Finance Charge vs. Annual Interest
Lenders want to provide some incentive to the borrower to repay the loan in a timely fashion. Finance charges and interest rates impose additional monetary obligations on the principal balance of the loan. Finance charges include all charges associated with the loan, including interest and commitment fees. The annual percentage rate is the amount of interest that compounds daily.
Usury laws protect consumers from "predatory" lending. A usurious loan is one that charges an interest rate greater than that allowed by law. There is no federal usury limit. Usury limits also vary by state; not every state imposes a usury limit. State laws vary on the penalties for usurious loans. In general, the lender is not entitled to recover costs or interest on the judgment.
Usury and Finance Charges
In general, usury only applies to illegal interest rates. A lender in a state with a 12 percent usury rate may not charge an APR greater than 12 percent. However, the agreement between the lender and borrower may require the borrower to pay additional charges classified as finance charges. In total, the entire obligation may result in payments that technically exceed the usury rate. The loan is only usurious if the APR exceeds the state limit.

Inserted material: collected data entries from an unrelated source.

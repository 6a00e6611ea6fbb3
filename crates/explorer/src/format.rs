//! Plain-text rendering of projected collections and pages.
//!
//! Every tool response is text; these functions own the exact wording, and the tests
//! below pin it. Structure is always: header, item lines, optional applied-filters
//! block, navigation footer.

use crate::error::Result;
use crate::page::Paginated;
use crate::projection::{Endpoint, EndpointDetails, Model, ModelSchema};
use crate::registry::ApiEntry;

/// Render one page of endpoints, with an `Applied Filters:` block when `filters` is
/// non-empty (as produced by `EndpointFilter::format_display`).
#[must_use]
pub fn endpoint_page(page: &Paginated<Endpoint>, filters: &str) -> String {
    if page.total_count == 0 {
        return "No endpoints found".to_string();
    }
    let header = format!("Found {} endpoints:", page.total_count);
    render_page(header, page, Endpoint::display_line, filters)
}

/// Render one page of search hits for `query`.
#[must_use]
pub fn search_page(page: &Paginated<Endpoint>, query: &str, filters: &str) -> String {
    if page.total_count == 0 {
        return format!("No endpoints found matching '{query}'");
    }
    let header = format!("Found {} endpoints matching '{query}':", page.total_count);
    render_page(header, page, Endpoint::display_line, filters)
}

/// Render one page of models; `detailed` adds descriptions and property counts.
#[must_use]
pub fn model_page(page: &Paginated<Model>, detailed: bool, filters: &str) -> String {
    if page.total_count == 0 {
        return "No models found".to_string();
    }
    let header = format!("Found {} models:", page.total_count);
    render_page(header, page, |m| m.display_line(detailed), filters)
}

fn render_page<T>(
    header: String,
    page: &Paginated<T>,
    line: impl Fn(&T) -> String,
    filters: &str,
) -> String {
    let mut out = header;
    out.push('\n');
    for item in &page.items {
        out.push('\n');
        out.push_str(&line(item));
    }
    if !filters.is_empty() {
        out.push_str("\n\n");
        out.push_str(filters);
    }
    out.push_str("\n\n");
    out.push_str(&page.format_navigation());
    out
}

/// Render full operation details: a human header followed by the raw schema dump.
///
/// # Errors
///
/// Propagates serialization failures from the raw fragment dump.
pub fn endpoint_details_text(details: &EndpointDetails) -> Result<String> {
    let mut out = format!("{} {}\n", details.method, details.path);
    if let Some(summary) = &details.summary {
        out.push_str(&format!("Summary: {summary}\n"));
    }
    if let Some(description) = &details.description {
        out.push_str(&format!("Description: {description}\n"));
    }
    if !details.tags.is_empty() {
        out.push_str(&format!("Tags: {}\n", details.tags.join(", ")));
    }
    out.push_str("\nFull schema:\n");
    out.push_str(&serde_json::to_string_pretty(details)?);
    Ok(out)
}

/// Render one model's raw schema fragment.
///
/// # Errors
///
/// Propagates serialization failures from the raw fragment dump.
pub fn model_schema_text(model: &ModelSchema) -> Result<String> {
    Ok(format!(
        "Model: {}\n\nSchema:\n{}",
        model.name,
        serde_json::to_string_pretty(&model.schema)?
    ))
}

/// Render the saved-API listing, one line per entry.
#[must_use]
pub fn saved_apis_text(entries: &[ApiEntry]) -> String {
    if entries.is_empty() {
        return "No saved APIs".to_string();
    }
    let mut out = "Saved APIs:".to_string();
    for entry in entries {
        out.push_str(&format!("\n- {}: {}", entry.name, entry.url));
        if let Some(description) = &entry.description {
            out.push_str(&format!(" - {description}"));
        }
    }
    out
}

#[cfg(test)]
mod tests {
    use super::*;
    use crate::page::{PaginationParams, Paginated};
    use serde_json::json;
    use std::collections::HashMap;

    fn endpoint(method: &str, path: &str, summary: Option<&str>) -> Endpoint {
        Endpoint {
            path: path.to_string(),
            method: method.to_string(),
            summary: summary.map(str::to_string),
            description: None,
            tags: Vec::new(),
            operation_id: None,
            deprecated: false,
            has_authentication: false,
        }
    }

    #[test]
    fn endpoint_page_text() {
        let page = Paginated::slice(
            vec![
                endpoint("GET", "/pets", Some("List pets")),
                endpoint("POST", "/pets", None),
            ],
            PaginationParams::default(),
        );
        assert_eq!(
            endpoint_page(&page, ""),
            "Found 2 endpoints:\n\n\
             GET /pets - List pets\n\
             POST /pets\n\n\
             Results: 1-2 of 2"
        );
    }

    #[test]
    fn endpoint_page_includes_applied_filters() {
        let page = Paginated::slice(
            vec![endpoint("GET", "/pets", None)],
            PaginationParams::default(),
        );
        let text = endpoint_page(&page, "Applied Filters:\n- Methods: GET");
        assert_eq!(
            text,
            "Found 1 endpoints:\n\n\
             GET /pets\n\n\
             Applied Filters:\n\
             - Methods: GET\n\n\
             Results: 1-1 of 1"
        );
    }

    #[test]
    fn empty_pages_short_circuit() {
        let empty: Paginated<Endpoint> =
            Paginated::slice(Vec::new(), PaginationParams::default());
        assert_eq!(endpoint_page(&empty, ""), "No endpoints found");
        assert_eq!(
            search_page(&empty, "user", ""),
            "No endpoints found matching 'user'"
        );

        let no_models: Paginated<Model> =
            Paginated::slice(Vec::new(), PaginationParams::default());
        assert_eq!(model_page(&no_models, false, ""), "No models found");
    }

    #[test]
    fn search_page_names_the_query() {
        let page = Paginated::slice(
            vec![endpoint("GET", "/users", Some("Find a User"))],
            PaginationParams::default(),
        );
        assert_eq!(
            search_page(&page, "user", ""),
            "Found 1 endpoints matching 'user':\n\n\
             GET /users - Find a User\n\n\
             Results: 1-1 of 1"
        );
    }

    #[test]
    fn model_page_detailed_lines() {
        let mut properties = serde_json::Map::new();
        properties.insert("id".to_string(), json!({}));
        properties.insert("name".to_string(), json!({}));
        let model = Model {
            name: "Pet".to_string(),
            model_type: "object".to_string(),
            properties,
            required: vec!["id".to_string()],
            description: Some("A pet".to_string()),
            tags: Vec::new(),
        };
        let page = Paginated::slice(vec![model], PaginationParams::default());
        assert_eq!(
            model_page(&page, true, ""),
            "Found 1 models:\n\n\
             - Pet (object) - A pet [2 properties, 1 required]\n\n\
             Results: 1-1 of 1"
        );
    }

    #[test]
    fn endpoint_details_text_layout() {
        let details = EndpointDetails {
            path: "/pets".to_string(),
            method: "GET".to_string(),
            summary: Some("List pets".to_string()),
            description: None,
            tags: vec!["pets".to_string()],
            operation_id: Some("listPets".to_string()),
            parameters: json!([]),
            request_body: None,
            responses: None,
            security: json!([]),
        };
        let text = endpoint_details_text(&details).unwrap();
        assert!(text.starts_with("GET /pets\nSummary: List pets\nTags: pets\n\nFull schema:\n"));
        assert!(text.contains("\"operation_id\": \"listPets\""));
        // Responses were excluded, so the dump must not mention them.
        assert!(!text.contains("\"responses\""));
    }

    #[test]
    fn model_schema_text_layout() {
        let model = ModelSchema {
            name: "Pet".to_string(),
            schema: json!({ "type": "object" }),
        };
        assert_eq!(
            model_schema_text(&model).unwrap(),
            "Model: Pet\n\nSchema:\n{\n  \"type\": \"object\"\n}"
        );
    }

    #[test]
    fn saved_apis_listing() {
        assert_eq!(saved_apis_text(&[]), "No saved APIs");

        let entries = vec![
            ApiEntry {
                name: "petstore".to_string(),
                url: "https://petstore3.swagger.io/api/v3/openapi.json".to_string(),
                description: Some("Demo API".to_string()),
                headers: HashMap::new(),
            },
            ApiEntry {
                name: "zoo".to_string(),
                url: "https://zoo.example/openapi.json".to_string(),
                description: None,
                headers: HashMap::new(),
            },
        ];
        assert_eq!(
            saved_apis_text(&entries),
            "Saved APIs:\n\
             - petstore: https://petstore3.swagger.io/api/v3/openapi.json - Demo API\n\
             - zoo: https://zoo.example/openapi.json"
        );
    }
}
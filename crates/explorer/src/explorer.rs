//! Explorer service facade.
//!
//! Ties the registry, cache, and projection layers together: every operation resolves
//! an API identifier, fetches the (possibly cached) document, and projects it. The
//! `*_page` variants run the shared list pipeline — filter first, then paginate — so
//! totals and navigation always describe the filtered population.

use crate::cache::SchemaCache;
use crate::error::Result;
use crate::page::{EndpointFilter, ModelFilter, Paginated, PaginationParams, search_endpoints};
use crate::projection::{
    self, ApiInfo, Endpoint, EndpointDetails, Model, ModelSchema,
};
use crate::registry::ApiRegistry;
use serde_json::Value;
use std::sync::Arc;

pub struct Explorer {
    registry: Arc<ApiRegistry>,
    cache: Arc<SchemaCache>,
}

impl Explorer {
    #[must_use]
    pub fn new(registry: Arc<ApiRegistry>, cache: Arc<SchemaCache>) -> Self {
        Self { registry, cache }
    }

    #[must_use]
    pub fn registry(&self) -> &ApiRegistry {
        &self.registry
    }

    #[must_use]
    pub fn cache(&self) -> &SchemaCache {
        &self.cache
    }

    async fn document(&self, api: &str) -> Result<(String, Arc<Value>)> {
        let (url, headers) = self.registry.resolve(api)?;
        let doc = self.cache.get_schema(&url, &headers).await?;
        Ok((url, doc))
    }

    /// General information about an API.
    ///
    /// # Errors
    ///
    /// Fails on identifier resolution or document acquisition.
    pub async fn api_info(&self, api: &str) -> Result<ApiInfo> {
        let (url, doc) = self.document(api).await?;
        Ok(projection::api_info(&doc, &url))
    }

    /// All endpoints in an API, unfiltered.
    ///
    /// # Errors
    ///
    /// Fails on identifier resolution or document acquisition.
    pub async fn list_endpoints(&self, api: &str) -> Result<Vec<Endpoint>> {
        let (_, doc) = self.document(api).await?;
        let endpoints = projection::project_endpoints(&doc);
        tracing::info!("Found {} endpoints for API {api}", endpoints.len());
        Ok(endpoints)
    }

    /// One filtered, paginated page of endpoints.
    ///
    /// # Errors
    ///
    /// Fails on identifier resolution or document acquisition; filter and pagination
    /// parameters are validated by their constructors before this is called.
    pub async fn list_endpoints_page(
        &self,
        api: &str,
        filter: &EndpointFilter,
        params: PaginationParams,
    ) -> Result<Paginated<Endpoint>> {
        let endpoints = self.list_endpoints(api).await?;
        Ok(Paginated::slice(filter.apply(endpoints), params))
    }

    /// One filtered, paginated page of endpoints matching a free-text query.
    ///
    /// # Errors
    ///
    /// Fails on identifier resolution or document acquisition.
    pub async fn search_endpoints_page(
        &self,
        api: &str,
        query: &str,
        filter: &EndpointFilter,
        params: PaginationParams,
    ) -> Result<Paginated<Endpoint>> {
        let endpoints = self.list_endpoints(api).await?;
        let hits = search_endpoints(filter.apply(endpoints), query);
        tracing::info!("Found {} endpoints matching '{query}' for API {api}", hits.len());
        Ok(Paginated::slice(hits, params))
    }

    /// Full details for one operation.
    ///
    /// # Errors
    ///
    /// Fails on identifier resolution, document acquisition, or an unknown
    /// path/method.
    pub async fn endpoint_details(
        &self,
        api: &str,
        path: &str,
        method: &str,
        include_responses: bool,
    ) -> Result<EndpointDetails> {
        let (_, doc) = self.document(api).await?;
        let details = projection::endpoint_details(&doc, path, method, include_responses)?;
        tracing::info!("Retrieved details for {} {path}", details.method);
        Ok(details)
    }

    /// All models in an API, unfiltered.
    ///
    /// # Errors
    ///
    /// Fails on identifier resolution or document acquisition.
    pub async fn list_models(&self, api: &str) -> Result<Vec<Model>> {
        let (_, doc) = self.document(api).await?;
        let models = projection::project_models(&doc);
        tracing::info!("Found {} models for API {api}", models.len());
        Ok(models)
    }

    /// One filtered, paginated page of models.
    ///
    /// # Errors
    ///
    /// Fails on identifier resolution or document acquisition.
    pub async fn list_models_page(
        &self,
        api: &str,
        filter: &ModelFilter,
        params: PaginationParams,
    ) -> Result<Paginated<Model>> {
        let models = self.list_models(api).await?;
        Ok(Paginated::slice(filter.apply(models), params))
    }

    /// The raw schema fragment for one named model.
    ///
    /// # Errors
    ///
    /// Fails on identifier resolution, document acquisition, or an unknown model name.
    pub async fn model_schema(&self, api: &str, name: &str) -> Result<ModelSchema> {
        let (_, doc) = self.document(api).await?;
        projection::model_schema(&doc, name)
    }
}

Usury laws have relatively limited application and, as of the date of publication, have several loopholes. Complications arise when lenders operate in multiple states. The law of the state where the business has its principal location governs the lender's behavior. A credit card company may incorporate in a state that has no usury limit. If that same company opened a branch in a different state, it could charge an otherwise illegal interest rate in that state, because the state of its principal location has no usury limit.